Less poaching is not equal to less threat

Save the Rhino’s efforts in 2020 are reflected mainly in the decline in poaching. In 2015 a rhino was killed every 6 hours, now it happens every 12h. Since that year, the number of rhinos poached in Africa every year has dropped from over 1,200 to about 750 in 2019. The decline was even more significant -594 in 2019- in South Africa. The latest rhino statistics released by the South African Government indicate that 394 rhinos were killed by poachers during 2020. While this is still an extremely worrying situation, the figures represent a welcome and much-needed decline since the peak of the poaching crisis. However, due to the long-term poaching pressure, rhino populations have declined significantly in recent years. According to a new report by South Africa National Parks, there are just 3,529 white rhinos and 268 black rhinos left in the Kruger National Park, a historical stronghold for this iconic animal. These shocking numbers really show the full and devastating scale of the poaching crisis.
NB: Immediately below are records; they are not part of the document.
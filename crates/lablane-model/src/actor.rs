//! Acting identities
//!
//! An [`Actor`] is the identity a request runs as: a username plus role, and
//! for branch users the branch they belong to. What an actor may do to a
//! given job is decided by the capability layer in the `lablane` crate.

use serde::{Deserialize, Serialize};
use std::fmt;
use std::str::FromStr;

/// Role of a user account.
///
/// Role is immutable once assigned; changing it means deleting and
/// recreating the account.
#[derive(Debug, Clone, Copy, PartialEq, Eq, Serialize, Deserialize)]
#[serde(rename_all = "lowercase")]
pub enum Role {
    /// Oversees accounts, announcements, and all jobs; may override status
    Admin,
    /// Branch store; creates jobs and dispatches them to the lab
    Branch,
    /// Processing lab; receives, completes, and returns jobs
    Lab,
}

impl fmt::Display for Role {
    fn fmt(&self, f: &mut fmt::Formatter<'_>) -> fmt::Result {
        match self {
            Role::Admin => write!(f, "admin"),
            Role::Branch => write!(f, "branch"),
            Role::Lab => write!(f, "lab"),
        }
    }
}

/// Error for parsing a role from its wire name.
#[derive(Debug, Clone, thiserror::Error)]
#[error("unknown role: '{0}'")]
pub struct ParseRoleError(pub String);

impl FromStr for Role {
    type Err = ParseRoleError;

    fn from_str(s: &str) -> Result<Self, Self::Err> {
        match s.to_lowercase().as_str() {
            "admin" => Ok(Role::Admin),
            "branch" => Ok(Role::Branch),
            "lab" => Ok(Role::Lab),
            _ => Err(ParseRoleError(s.to_string())),
        }
    }
}

/// The identity a request is performed as.
#[derive(Debug, Clone, PartialEq, Serialize, Deserialize)]
pub struct Actor {
    /// Username recorded in job history entries
    pub username: String,
    /// Role deciding transition and annotation authority
    pub role: Role,
    /// Branch this actor belongs to; set for Branch users only
    #[serde(skip_serializing_if = "Option::is_none")]
    pub branch_id: Option<String>,
}

impl Actor {
    /// Create an admin actor.
    pub fn admin(username: impl Into<String>) -> Self {
        Self {
            username: username.into(),
            role: Role::Admin,
            branch_id: None,
        }
    }

    /// Create a branch actor tied to its branch.
    pub fn branch(username: impl Into<String>, branch_id: impl Into<String>) -> Self {
        Self {
            username: username.into(),
            role: Role::Branch,
            branch_id: Some(branch_id.into()),
        }
    }

    /// Create a lab actor.
    pub fn lab(username: impl Into<String>) -> Self {
        Self {
            username: username.into(),
            role: Role::Lab,
            branch_id: None,
        }
    }
}
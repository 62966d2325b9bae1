//! Announcements
//!
//! Admin-posted notices shown on every dashboard. Create and delete only;
//! there is no edit operation.

use chrono::{DateTime, Utc};
use serde::{Deserialize, Serialize};

/// A posted announcement.
#[derive(Debug, Clone, PartialEq, Serialize, Deserialize)]
pub struct Announcement {
    /// Stable identifier (ulid, sorts by creation time)
    pub id: String,

    /// Notice text
    pub message: String,

    /// When the announcement was posted
    pub created_at: DateTime<Utc>,
}
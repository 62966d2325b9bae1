//! User accounts

use chrono::{DateTime, Utc};
use serde::{Deserialize, Serialize};

use crate::actor::{Actor, Role};

/// A user account.
///
/// The credential is opaque to the tracking core; the account service in the
/// `lablane` crate derives and verifies it.
#[derive(Debug, Clone, PartialEq, Serialize, Deserialize)]
pub struct User {
    /// Stable account identifier (uuid)
    pub id: String,

    /// Login name, unique across accounts
    pub username: String,

    /// Role; immutable once assigned
    pub role: Role,

    /// Opaque credential material
    pub credential: String,

    /// Branch membership for Branch users
    #[serde(default, skip_serializing_if = "Option::is_none")]
    pub branch_id: Option<String>,

    /// Branch display name for Branch users
    #[serde(default, skip_serializing_if = "Option::is_none")]
    pub branch_name: Option<String>,

    /// When the account was created
    pub created_at: DateTime<Utc>,
}

impl User {
    /// The actor identity this account acts as.
    pub fn actor(&self) -> Actor {
        Actor {
            username: self.username.clone(),
            role: self.role,
            branch_id: self.branch_id.clone(),
        }
    }
}

#[cfg(test)]
mod tests {
    use super::*;
    use chrono::TimeZone;

    #[test]
    fn test_actor_from_user() {
        let user = User {
            id: "u-1".to_string(),
            username: "centro".to_string(),
            role: Role::Branch,
            credential: "opaque".to_string(),
            branch_id: Some("branch-01".to_string()),
            branch_name: Some("Centro".to_string()),
            created_at: Utc.timestamp_opt(1_000, 0).unwrap(),
        };

        let actor = user.actor();
        assert_eq!(actor.username, "centro");
        assert_eq!(actor.role, Role::Branch);
        assert_eq!(actor.branch_id.as_deref(), Some("branch-01"));
    }
}
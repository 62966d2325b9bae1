//! Store traits
//!
//! The seams between the tracking core and whatever holds the authoritative
//! data. Implementations must serialize concurrent updates to the same
//! record id; `update_job` is compare-and-swap on the status the caller
//! validated against, so two actors racing the same transition cannot
//! silently overwrite each other's history entries.

use lablane_model::{Announcement, Job, JobStatus, User};

use crate::error::StoreError;
use crate::feed::ChangeFeed;

/// Persistence operations for jobs.
pub trait JobStore {
    /// All jobs, in stable id order.
    fn fetch_jobs(&self) -> Result<Vec<Job>, StoreError>;

    /// A single job by job number.
    fn fetch_job(&self, id: &str) -> Result<Job, StoreError>;

    /// Insert a new job. Fails with `DuplicateId` if the job number exists.
    fn insert_job(&self, job: Job) -> Result<Job, StoreError>;

    /// Replace a job, atomically per id.
    ///
    /// `expected_status` is the status of the snapshot the mutation was
    /// validated against; a mismatch fails with `Conflict` and applies
    /// nothing.
    fn update_job(&self, expected_status: JobStatus, job: Job) -> Result<Job, StoreError>;

    /// Administrative hard delete; not restricted by the state machine.
    fn delete_job(&self, id: &str) -> Result<(), StoreError>;
}

/// Persistence operations for user accounts.
pub trait UserStore {
    /// All accounts, in stable id order.
    fn fetch_users(&self) -> Result<Vec<User>, StoreError>;

    /// A single account by username.
    fn fetch_user(&self, username: &str) -> Result<User, StoreError>;

    /// Insert a new account. Fails with `DuplicateId` if the username is
    /// already taken.
    fn insert_user(&self, user: User) -> Result<User, StoreError>;

    /// Replace the opaque credential of an account. Role and username are
    /// immutable; this is the only supported account update.
    fn update_user_credential(&self, username: &str, credential: String)
        -> Result<User, StoreError>;

    /// Delete an account.
    fn delete_user(&self, username: &str) -> Result<(), StoreError>;
}

/// Persistence operations for announcements.
pub trait AnnouncementStore {
    /// All announcements, in stable id order.
    fn fetch_announcements(&self) -> Result<Vec<Announcement>, StoreError>;

    /// Insert a new announcement.
    fn insert_announcement(&self, announcement: Announcement) -> Result<Announcement, StoreError>;

    /// Delete an announcement.
    fn delete_announcement(&self, id: &str) -> Result<(), StoreError>;
}

/// Full collaborator surface: all three tables plus the change feed.
pub trait Store: JobStore + UserStore + AnnouncementStore {
    /// The feed mutations are announced on.
    fn feed(&self) -> &ChangeFeed;
}
//! Job lifecycle engine
//!
//! Validated status transitions, bulk application with per-job outcome
//! reporting, and the priority side-channel. All functions here are pure:
//! they take a job snapshot and return the updated job (or a typed
//! rejection) without touching persistence. Every rejection names the
//! offending job id.

mod bulk;
mod priority;
mod transition;

pub use bulk::{
    request_bulk_transition, BulkOutcome, BulkRejection, BulkRejectionError, BulkTransitionReport,
};
pub use priority::set_priority;
pub use transition::request_transition;

use lablane_model::{JobStatus, Role};

/// Rejections produced by lifecycle validation.
#[derive(Debug, Clone, PartialEq, Eq, thiserror::Error)]
pub enum LifecycleError {
    #[error("job '{job_id}': transition {from} → {to} is not allowed for role {role}")]
    InvalidTransition {
        job_id: String,
        from: JobStatus,
        to: JobStatus,
        role: Role,
    },

    #[error("job '{job_id}' has been returned to the branch ({status}) and can no longer change")]
    TerminalState { job_id: String, status: JobStatus },

    #[error("actor '{username}' has no authority over job '{job_id}'")]
    Forbidden { job_id: String, username: String },
}

impl LifecycleError {
    /// The job the rejection refers to.
    pub fn job_id(&self) -> &str {
        match self {
            LifecycleError::InvalidTransition { job_id, .. } => job_id,
            LifecycleError::TerminalState { job_id, .. } => job_id,
            LifecycleError::Forbidden { job_id, .. } => job_id,
        }
    }
}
Data collected over the last year points to a general reduction in poaching activity rather than a lower success in poaching attempts. The circumstances of the Covid-19 crisis indicate that the risk of being caught during a period of lockdown has deterred poachers, who turned to other illegal activity such as smuggling. Still, in some areas rangers continue to face with up to 6 poaching incursions per day.

Thankfully, we hope that the declining poaching trend will give rhinos space to recover and increase their population once again. Support from international partners, like the Madrid Zoo and the Parques Reunidos Foundation is important to make sure rangers have the skills, tools and motivation to continue their work to ensure rhino conservation.